Beni et Sam entrent réapparaissent, très lentement, en se regardant presque de façon chirurgicale.

Ben Fkih :
Tu n’es pas du village de Tazn’tem ?

Sam Moktar :
Sidi Fkih ? Vous… ici ?

Ben Fkih :
Aiwa, mon fils hélas, le guerre, elle est très démocratique, elle concerne tout le monde, enfin presque tout le monde. Et surtout si t’es pauvre et pas instruit, t’as beaucoup de chance de la faire, la guerre.

Sam Moktar :
Mais vous, Sidi, vous êtes instruit.

Ben Fkih :
Oui, mais je suis pauvre.
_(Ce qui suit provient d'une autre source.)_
//! Launching one target process with either plain pipes or a pseudo-terminal
//! as its stdio.

use crate::errors::BrokerError;
use nix::fcntl::{FcntlArg, FdFlag, OFlag, fcntl};
use nix::pty::{OpenptyResult, openpty};
use nix::unistd::{dup2, pipe2, setsid};
use std::env;
use std::fs::{File, OpenOptions};
use std::io;
use std::os::fd::{AsRawFd, FromRawFd, OwnedFd};
use std::os::unix::fs::PermissionsExt;
use std::os::unix::process::CommandExt;
use std::path::{Path, PathBuf};
use std::process::{Command, Stdio};

/// Status reported when a process's exit code cannot be determined.
pub const UNKNOWN_STATUS: i32 = 255;

/// What to run and how its stdio is wired.
#[derive(Debug, Clone, PartialEq, Eq)]
pub struct ProcessSpec {
    pub path: String,
    pub args: Vec<String>,
    pub tty: bool,
}

impl ProcessSpec {
    pub fn new(path: impl Into<String>, args: Vec<String>) -> Self {
        ProcessSpec {
            path: path.into(),
            args,
            tty: false,
        }
    }

    pub fn with_tty(mut self, tty: bool) -> Self {
        self.tty = tty;
        self
    }

    /// Resolve `path` against `$PATH` the way a shell would.
    pub fn resolve(&self) -> Result<PathBuf, BrokerError> {
        lookup_path(&self.path).ok_or_else(|| BrokerError::ExecutableNotFound(self.path.clone()))
    }
}

fn is_executable(path: &Path) -> bool {
    path.metadata()
        .map(|meta| meta.is_file() && meta.permissions().mode() & 0o111 != 0)
        .unwrap_or(false)
}

/// Find an executable. Names containing a slash are used as given.
pub fn lookup_path(name: &str) -> Option<PathBuf> {
    if name.is_empty() {
        return None;
    }

    if name.contains('/') {
        let path = PathBuf::from(name);
        return is_executable(&path).then_some(path);
    }

    let search = env::var_os("PATH")?;
    env::split_paths(&search)
        .map(|dir| dir.join(name))
        .find(|candidate| is_executable(candidate))
}

/// Anonymous pipe, `(read end, write end)`, both close-on-exec.
pub fn pipe() -> io::Result<(File, File)> {
    let (reader, writer) = pipe2(OFlag::O_CLOEXEC)?;
    // SAFETY: both descriptors were just created and are owned by nobody else.
    unsafe { Ok((File::from_raw_fd(reader), File::from_raw_fd(writer))) }
}

/// Our ends of the target process's stdio.
pub struct ParentIo {
    /// Write side of the process's input.
    pub stdin: File,
    /// Read side of the process's output. With a tty this is the master.
    pub stdout: OwnedFd,
    /// Read side of the process's error output. With a tty, the same master.
    pub stderr: OwnedFd,
}

/// Build the command for `spec` with the child ends of its stdio attached.
///
/// The child ends live inside the returned `Command`, so dropping it after
/// spawning closes them in this process.
pub fn prepare(spec: &ProcessSpec, bin: &Path) -> io::Result<(Command, ParentIo)> {
    let mut cmd = Command::new(bin);
    cmd.arg0(&spec.path).args(&spec.args);

    let io = if spec.tty {
        let OpenptyResult { master, slave } = openpty(None, None)?;
        for fd in [&master, &slave] {
            fcntl(fd.as_raw_fd(), FcntlArg::F_SETFD(FdFlag::FD_CLOEXEC))?;
        }

        cmd.stdin(Stdio::from(slave.try_clone()?))
            .stdout(Stdio::from(slave.try_clone()?))
            .stderr(Stdio::from(slave));

        // SAFETY: only async-signal-safe calls between fork and exec.
        unsafe {
            cmd.pre_exec(|| {
                setsid()?;
                if libc::ioctl(libc::STDIN_FILENO, libc::TIOCSCTTY, 0) < 0 {
                    return Err(io::Error::last_os_error());
                }
                Ok(())
            });
        }

        ParentIo {
            stdin: File::from(master.try_clone()?),
            stdout: master.try_clone()?,
            stderr: master,
        }
    } else {
        let (stdin_r, stdin_w) = pipe()?;
        let (stdout_r, stdout_w) = pipe()?;
        let (stderr_r, stderr_w) = pipe()?;

        cmd.stdin(Stdio::from(stdin_r))
            .stdout(Stdio::from(stdout_w))
            .stderr(Stdio::from(stderr_w));

        ParentIo {
            stdin: stdin_w,
            stdout: stdout_r.into(),
            stderr: stderr_r.into(),
        }
    };

    Ok((cmd, io))
}

/// Point our own stdin, stdout and stderr at /dev/null.
pub fn detach_stdio() -> io::Result<()> {
    let null = OpenOptions::new().read(true).write(true).open("/dev/null")?;
    for fd in [libc::STDIN_FILENO, libc::STDOUT_FILENO, libc::STDERR_FILENO] {
        dup2(null.as_raw_fd(), fd)?;
    }
    Ok(())
}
Et pire, je ne suis pas français.

Sam Moktar :
Mais vous avez aidé, soigné et instruit tout les gens du village Sidi Fkih.

Ben Fkih :
Non pas tout le monde. Sinon il n’y aurait pas besoin de faire la guerre à des inconnus pour vivre.. Mais tu as raison, en trente-cinq ans, j’ai appris à lire et à écrire à beaucoup d’enfants comme je l’ai fait avec toi. J’ai soigné tout le village, même ton père souviens-toi. C’est à ce moment-là qu’il m’a dit : Sidi Fkih : mon fils il faut pas qu’il devienne un âne (ariour) comme moi. Pourvu qu’il soit instruit. Tu es le seul dans le village, il n’a pas d’école ici. Je te donnerai de la farine, des œufs, et peut-être même une cuisse de mouton. Mais il a dit qu’il faut attendre la fête. Aïa j’ai attendu vingt-cinq Aïd el kabir sans voir la moindre cuisse de mouton ouhanna ne mouton…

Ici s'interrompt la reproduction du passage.